OK, so if I understand correctly,

The first thing to notice is that the cat might be unnecesary. In other words,

cat file | gpg
should have the same effect as
gpg <file

but the second is simpler and eliminates an unnecesary pipeline stage. In either case the contents of file becomes the standard input for gpg. The only reason it would matter is if for some reason gpg really insisted that the passphrase-fd be a pipe.

If that will do, then you may be able to reduce the whole thing down to something as simple as this:

# Open the file open(FILE, "<file") || die; # Run gpg # Notice that we are not going to bother to try to # make the file become stdin to gpg. We're just going # to tell gpg which file descriptor it's already # accessible as. system("gpg", "--passphrase-fd=" . fileno(FILE), "--decrypt", "--output", "cleartext-filename", "ciphertext-filename"); close FILE;

That's the true intent of gpg's passphrase-fd option: to give it a file descriptor for some other file besides the three stdio ones.

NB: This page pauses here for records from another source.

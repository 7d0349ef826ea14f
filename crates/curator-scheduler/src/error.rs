//! Error types for the scheduler crate.

use thiserror::Error;
use tokio_cron_scheduler::JobSchedulerError;

/// Errors that can occur during scheduler operations.
#[derive(Debug, Error)]
pub enum SchedulerError {
    /// Error from the underlying tokio-cron-scheduler
    #[error("Scheduler error: {0}")]
    Scheduler(String),

    /// Invalid cron expression
    #[error("Invalid cron expression: {0}")]
    InvalidCron(String),

    /// Invalid timezone string
    #[error("Invalid timezone: {0}")]
    InvalidTimezone(String),

    /// Scheduler is already running
    #[error("Scheduler is already running")]
    AlreadyRunning,

    /// Scheduler is not running
    #[error("Scheduler is not running")]
    NotRunning,
}

impl From<JobSchedulerError> for SchedulerError {
    fn from(err: JobSchedulerError) -> Self {
        SchedulerError::Scheduler(err.to_string())
    }
}

#[cfg(test)]
mod tests {
    use super::*;

    #[test]
    fn test_error_display() {
        let err = SchedulerError::InvalidCron("'0 45 9': too few fields".to_string());
        assert!(err.to_string().starts_with("Invalid cron expression"));

        let err = SchedulerError::InvalidTimezone("Mars/Olympus".to_string());
        assert_eq!(err.to_string(), "Invalid timezone: Mars/Olympus");

        assert!(SchedulerError::AlreadyRunning
            .to_string()
            .contains("already running"));
    }
}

You may notice that this can be improved a little bit because, in fact, the parent process (perl script) does not have to open the file at all, it only needs to be opened in the child process (the one that execs gpg). You can easily make that change to the above example but you have to play with fork, exec and waitpid in order to do so, and it does not seem worthwhile to me to do so since it does no harm to open the file in the parent process.